Acute angle: An acute angle is greater than 0° but less than 90°.
Obtuse angle: Any angle that is greater than 90° but less than 180° is considered an obtuse angle.
Right angle: The right angle is the angle that measures 90 degrees.
Straight angle: The angle measuring 180 degrees is known as the straight angle.
Reflex angle: A reflex angle should be greater than 180° but less than 360°.
Complete angle: An angle that forms a full circle and measures 360° is known as a complete angle.
2 Bonus Angles!
Here are two more types of angles for you. These include the positive angle and the negative angle.
A positive angle is an angle measured in the anti-clockwise or counterclockwise direction.
A negative angle, on the other hand, is the one that is measured in the clockwise direction.
Image: Positive angle and negative angle
Learning in itself is incomplete unless we absorb and retain the information we have gathered. Now that we are almost towards the end of the topic, let us revise all that we have learnt about angles through this short and easy quiz. Given below are five questions and three options for each question. Choose the correct answer from what you can recall.
Q1. Which of the following is the angle symbol?
∠ (b) ° (c) π
Q2. The common end point where the arms of an angle meet is the______.
radian (b) vertex (c) protractor
Q3. If you have to measure the size of an angle, which of the following units would you use?
kilograms (b) seconds (c) degrees
Q4. A straight angle measures 180° and a complete angle measures 360°. Is the statement true?
true (b) false (c) partly true
Q5. A positive angle is measured in _____ direction and a negative angle in ____ direction.
clockwise, anti-clockwise (b) anti-clockwise, clockwise (c) clockwise, clockwise
In case you couldn’t remember a few answers, here are all the correct options. Check how many you got correct.
Q1. (a) ∠
Q2. (b) vertex
Q3. (c) degrees
Q4. (a) true
Q5. (b) anti-clockwise, clockwise
So we hope you have gathered a clear picture of what an angle is, the angle symbol, the various parts of an angle, the measurement of angles and the different types of angles. And we hope you had fun too! To learn more about such interesting concepts, head to our website and explore the different articles and worksheets we have prepared for you.
FAQs on Angles Symbol
1. What are the six major classifications of angles?
Angles are mainly classified into six types based on their measurement. These include acute angle, obtuse angle, right angle, straight angle, reflex angle and complete angle. Acute angles measure less than 90 degrees; obtuse angles lie within the range of 90 to 180 degrees; right angles are of exact 90 degrees and straight angles of exact 180 degrees. A reflex angle could measure somewhere between 180 to 360 degrees whereas a complete circle is of 360 degrees.
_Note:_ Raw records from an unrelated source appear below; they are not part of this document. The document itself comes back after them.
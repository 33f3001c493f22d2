//! The observable capability business objects expose, and a ready-made
//! dynamic implementation of it.
//!
//! The graph never owns business objects. It reads properties through
//! [`Observable::property`] and registers one [`PropertyListener`] per
//! `(object, property)` pair it needs to watch.

use std::sync::{Arc, Weak};

use indexmap::IndexMap;
use parking_lot::Mutex;

use crate::error::GraphError;
use crate::value::{BeanRef, ObjectId, Value};

/// How a property read may behave when the value is not loaded yet.
#[derive(Debug, Clone, Copy, PartialEq, Eq, Default)]
pub enum ReadMode {
    /// The object may load the value before returning.
    #[default]
    Blocking,
    /// The object must answer [`Value::NotReady`] and deliver the value later
    /// through a property change.
    NonBlocking,
}

/// A single property change reported by an [`Observable`].
#[derive(Debug, Clone, Copy)]
pub struct PropertyChange<'a> {
    /// Identity of the object whose property changed.
    pub source: ObjectId,
    /// Name of the changed property.
    pub property: &'a str,
    /// Previous value.
    pub old: &'a Value,
    /// New value.
    pub new: &'a Value,
}

/// Receives property changes.
pub trait PropertyListener: Send + Sync + 'static {
    /// Called after a property has changed.
    fn property_changed(&self, change: PropertyChange<'_>);
}

/// An object whose named properties can be read and observed.
///
/// Implementations must not hold internal locks while notifying listeners:
/// a listener may read properties of the same object from inside the
/// callback.
pub trait Observable: Send + Sync + 'static {
    /// Type name used in diagnostics.
    fn bean_type(&self) -> &str;

    /// Read a property.
    ///
    /// Returns [`GraphError::UnknownProperty`] if the object has no such
    /// property.
    fn property(&self, name: &str, mode: ReadMode) -> Result<Value, GraphError>;

    /// Register `listener` for changes to the named property.
    fn add_property_listener(&self, name: &str, listener: Arc<dyn PropertyListener>);

    /// Deregister a listener previously passed to `add_property_listener`.
    fn remove_property_listener(&self, name: &str, listener: &Arc<dyn PropertyListener>);
}

pub(crate) fn same_listener<T: ?Sized>(a: &Arc<T>, b: &Arc<T>) -> bool {
    Arc::as_ptr(a) as *const () == Arc::as_ptr(b) as *const ()
}

/// Listener bookkeeping for [`Observable`] implementations.
///
/// Registrations are kept per property name; the same listener may be
/// registered more than once and is then notified once per registration.
#[derive(Default)]
pub struct PropertyChangeSupport {
    listeners: Mutex<Vec<(Arc<str>, Arc<dyn PropertyListener>)>>,
}

impl PropertyChangeSupport {
    /// Create an empty registry.
    pub fn new() -> Self {
        Self::default()
    }

    /// Register a listener for one property.
    pub fn add(&self, property: &str, listener: Arc<dyn PropertyListener>) {
        self.listeners.lock().push((Arc::from(property), listener));
    }

    /// Remove one registration of `listener` for `property`.
    pub fn remove(&self, property: &str, listener: &Arc<dyn PropertyListener>) -> bool {
        let mut listeners = self.listeners.lock();
        match listeners
            .iter()
            .position(|(p, l)| &**p == property && same_listener(l, listener))
        {
            Some(index) => {
                listeners.remove(index);
                true
            }
            None => false,
        }
    }

    /// Number of registrations for `property`.
    pub fn listener_count(&self, property: &str) -> usize {
        self.listeners
            .lock()
            .iter()
            .filter(|(p, _)| &**p == property)
            .count()
    }

    /// Total number of registrations.
    pub fn total_listener_count(&self) -> usize {
        self.listeners.lock().len()
    }

    /// Notify every listener of `property`.
    ///
    /// The registry lock is released before any listener runs.
    pub fn fire(&self, source: ObjectId, property: &str, old: &Value, new: &Value) {
        let targets: Vec<Arc<dyn PropertyListener>> = self
            .listeners
            .lock()
            .iter()
            .filter(|(p, _)| &**p == property)
            .map(|(_, l)| l.clone())
            .collect();
        let change = PropertyChange {
            source,
            property,
            old,
            new,
        };
        for listener in targets {
            listener.property_changed(change);
        }
    }
}

/// The external "load" capability behind lazily loaded properties.
pub trait PropertyLoader: Send + Sync + 'static {
    /// Load a value synchronously, on the calling thread.
    fn load(&self, bean_type: &str, property: &str) -> Value;

    /// Start an asynchronous load. The loader completes the request later,
    /// from any thread, with [`LoadRequest::complete`].
    fn request(&self, request: LoadRequest);
}

/// A pending asynchronous load of one [`PropertyBag`] property.
#[derive(Debug, Clone)]
pub struct LoadRequest {
    bag: Weak<PropertyBag>,
    bean_type: String,
    property: String,
}

impl LoadRequest {
    /// Type name of the requesting object.
    pub fn bean_type(&self) -> &str {
        &self.bean_type
    }

    /// The requested property.
    pub fn property(&self) -> &str {
        &self.property
    }

    /// Deliver the loaded value. Fires a change from `NotReady` to `value`.
    ///
    /// Does nothing if the object has been dropped or the property was
    /// assigned in the meantime.
    pub fn complete(&self, value: impl Into<Value>) {
        if let Some(bag) = self.bag.upgrade() {
            bag.finish_load(&self.property, value.into());
        }
    }
}

#[derive(Debug, Clone)]
enum Slot {
    Ready(Value),
    Unloaded,
    Loading,
}

/// A dynamic business object: a typed bag of named, observable properties.
///
/// Properties must be declared before they can be read or assigned; reading
/// an undeclared property is a [`GraphError::UnknownProperty`]. Lazy
/// properties are loaded through a [`PropertyLoader`] on first read.
///
/// # Example
///
/// ```
/// # use path_flow::{PropertyBag, Observable, ReadMode, Value};
/// let person = PropertyBag::new("Person");
/// person.declare("name", "Ann");
/// assert_eq!(person.property("name", ReadMode::Blocking).unwrap(), Value::from("Ann"));
/// person.set("name", "Bob").unwrap();
/// assert_eq!(person.get("name").unwrap(), Value::from("Bob"));
/// assert!(person.set("age", 3).is_err());
/// ```
pub struct PropertyBag {
    bean_type: String,
    slots: Mutex<IndexMap<String, Slot>>,
    support: PropertyChangeSupport,
    loader: Option<Arc<dyn PropertyLoader>>,
    this: Weak<PropertyBag>,
}

impl PropertyBag {
    /// Create an empty bag.
    pub fn new(bean_type: impl Into<String>) -> Arc<Self> {
        Self::build(bean_type.into(), None)
    }

    /// Create an empty bag whose lazy properties are served by `loader`.
    pub fn with_loader(bean_type: impl Into<String>, loader: Arc<dyn PropertyLoader>) -> Arc<Self> {
        Self::build(bean_type.into(), Some(loader))
    }

    fn build(bean_type: String, loader: Option<Arc<dyn PropertyLoader>>) -> Arc<Self> {
        Arc::new_cyclic(|this| PropertyBag {
            bean_type,
            slots: Mutex::new(IndexMap::new()),
            support: PropertyChangeSupport::new(),
            loader,
            this: this.clone(),
        })
    }

    /// A shared handle to this bag.
    pub fn bean(self: &Arc<Self>) -> BeanRef {
        BeanRef::from(self.clone())
    }

    /// Declare (or silently overwrite) a property, without notifying anyone.
    pub fn declare(&self, name: &str, value: impl Into<Value>) {
        self.slots
            .lock()
            .insert(name.to_string(), Slot::Ready(value.into()));
    }

    /// Declare a property whose value comes from the loader on first read.
    pub fn declare_lazy(&self, name: &str) {
        self.slots.lock().insert(name.to_string(), Slot::Unloaded);
    }

    /// Assign a declared property and notify listeners if the value changed.
    pub fn set(&self, name: &str, value: impl Into<Value>) -> Result<(), GraphError> {
        let new = value.into();
        let old = {
            let mut slots = self.slots.lock();
            let slot = slots.get_mut(name).ok_or_else(|| self.unknown(name))?;
            let old = match slot {
                Slot::Ready(old) => old.clone(),
                Slot::Unloaded | Slot::Loading => Value::NotReady,
            };
            *slot = Slot::Ready(new.clone());
            old
        };
        if old != new {
            self.support.fire(ObjectId::of(self), name, &old, &new);
        }
        Ok(())
    }

    /// Current value of a declared property, without triggering a load.
    pub fn get(&self, name: &str) -> Result<Value, GraphError> {
        match self.slots.lock().get(name) {
            Some(Slot::Ready(value)) => Ok(value.clone()),
            Some(Slot::Unloaded | Slot::Loading) => Ok(Value::NotReady),
            None => Err(self.unknown(name)),
        }
    }

    /// Number of listeners registered for `name`.
    pub fn listener_count(&self, name: &str) -> usize {
        self.support.listener_count(name)
    }

    /// Number of listeners registered across all properties.
    pub fn total_listener_count(&self) -> usize {
        self.support.total_listener_count()
    }

    fn unknown(&self, name: &str) -> GraphError {
        GraphError::UnknownProperty {
            bean_type: self.bean_type.clone(),
            property: name.to_string(),
        }
    }

    fn finish_load(&self, name: &str, value: Value) {
        {
            let mut slots = self.slots.lock();
            match slots.get_mut(name) {
                Some(slot) if matches!(slot, Slot::Loading | Slot::Unloaded) => {
                    *slot = Slot::Ready(value.clone())
                }
                _ => return,
            }
        }
        self.support
            .fire(ObjectId::of(self), name, &Value::NotReady, &value);
    }
}

impl Observable for PropertyBag {
    fn bean_type(&self) -> &str {
        &self.bean_type
    }

    fn property(&self, name: &str, mode: ReadMode) -> Result<Value, GraphError> {
        let mut slots = self.slots.lock();
        let slot = slots.get_mut(name).ok_or_else(|| self.unknown(name))?;
        match slot {
            Slot::Ready(value) => Ok(value.clone()),
            Slot::Loading => Ok(Value::NotReady),
            Slot::Unloaded => {
                let Some(loader) = self.loader.clone() else {
                    return Ok(Value::NotReady);
                };
                match mode {
                    ReadMode::Blocking => {
                        drop(slots);
                        let value = loader.load(&self.bean_type, name);
                        let mut slots = self.slots.lock();
                        match slots.get_mut(name) {
                            Some(slot) if matches!(slot, Slot::Unloaded) => {
                                *slot = Slot::Ready(value.clone());
                                Ok(value)
                            }
                            Some(Slot::Ready(current)) => Ok(current.clone()),
                            _ => Ok(value),
                        }
                    }
                    ReadMode::NonBlocking => {
                        *slot = Slot::Loading;
                        drop(slots);
                        tracing::trace!(bean_type = %self.bean_type, property = name, "requesting load");
                        loader.request(LoadRequest {
                            bag: self.this.clone(),
                            bean_type: self.bean_type.clone(),
                            property: name.to_string(),
                        });
                        Ok(Value::NotReady)
                    }
                }
            }
        }
    }

    fn add_property_listener(&self, name: &str, listener: Arc<dyn PropertyListener>) {
        self.support.add(name, listener);
    }

    fn remove_property_listener(&self, name: &str, listener: &Arc<dyn PropertyListener>) {
        self.support.remove(name, listener);
    }
}

#[cfg(test)]
mod tests {
    use super::*;
    use std::sync::atomic::{AtomicUsize, Ordering};

    struct Counter(AtomicUsize);

    impl PropertyListener for Counter {
        fn property_changed(&self, _change: PropertyChange<'_>) {
            self.0.fetch_add(1, Ordering::Relaxed);
        }
    }

    #[derive(Default)]
    struct QueueLoader {
        requests: Mutex<Vec<LoadRequest>>,
    }

    impl PropertyLoader for QueueLoader {
        fn load(&self, _bean_type: &str, property: &str) -> Value {
            Value::from(format!("loaded {property}"))
        }

        fn request(&self, request: LoadRequest) {
            self.requests.lock().push(request);
        }
    }

    #[test]
    fn test_set_fires_only_on_change() {
        let bag = PropertyBag::new("Item");
        bag.declare("count", 1);
        let counter = Arc::new(Counter(AtomicUsize::new(0)));
        bag.add_property_listener("count", counter.clone());

        bag.set("count", 1).unwrap();
        assert_eq!(counter.0.load(Ordering::Relaxed), 0);
        bag.set("count", 2).unwrap();
        assert_eq!(counter.0.load(Ordering::Relaxed), 1);

        let as_dyn: Arc<dyn PropertyListener> = counter.clone();
        bag.remove_property_listener("count", &as_dyn);
        bag.set("count", 3).unwrap();
        assert_eq!(counter.0.load(Ordering::Relaxed), 1);
        assert_eq!(bag.total_listener_count(), 0);
    }

    #[test]
    fn test_unknown_property() {
        let bag = PropertyBag::new("Item");
        let err = bag.property("missing", ReadMode::Blocking).unwrap_err();
        assert!(matches!(err, GraphError::UnknownProperty { ref property, .. } if property == "missing"));
    }

    #[test]
    fn test_lazy_blocking_load() {
        let loader = Arc::new(QueueLoader::default());
        let bag = PropertyBag::with_loader("Item", loader.clone());
        bag.declare_lazy("details");
        assert_eq!(bag.get("details").unwrap(), Value::NotReady);
        assert_eq!(
            bag.property("details", ReadMode::Blocking).unwrap(),
            Value::from("loaded details")
        );
        assert!(loader.requests.lock().is_empty());
    }

    #[test]
    fn test_lazy_non_blocking_load() {
        let loader = Arc::new(QueueLoader::default());
        let bag = PropertyBag::with_loader("Item", loader.clone());
        bag.declare_lazy("details");
        let counter = Arc::new(Counter(AtomicUsize::new(0)));
        bag.add_property_listener("details", counter.clone());

        assert_eq!(bag.property("details", ReadMode::NonBlocking).unwrap(), Value::NotReady);
        // A second read while loading does not issue another request.
        assert_eq!(bag.property("details", ReadMode::NonBlocking).unwrap(), Value::NotReady);
        let request = {
            let mut requests = loader.requests.lock();
            assert_eq!(requests.len(), 1);
            requests.pop().unwrap()
        };
        assert_eq!(request.property(), "details");

        request.complete("ready");
        assert_eq!(counter.0.load(Ordering::Relaxed), 1);
        assert_eq!(bag.get("details").unwrap(), Value::from("ready"));
    }
}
Based on directions, there are two types of angles. A positive angle is measured in the counterclockwise direction and a negative angle in the clockwise direction.
2. Why do we need angles?
Angle is a basic geometric figure. It has several important uses and purposes in our daily lives. Engineers and architects who construct roads, buildings and bridges need angles for correct measurements and designs. It is with the help of angles that they provide us with wonderful building structures. Artists use angles to paint pictures and collages. Photographers create magic by capturing images from the correct angles. Athletes use angles to determine and enhance their efficiency and performance. Carpenters use angles to carve out tables, chairs, cupboards and showpieces.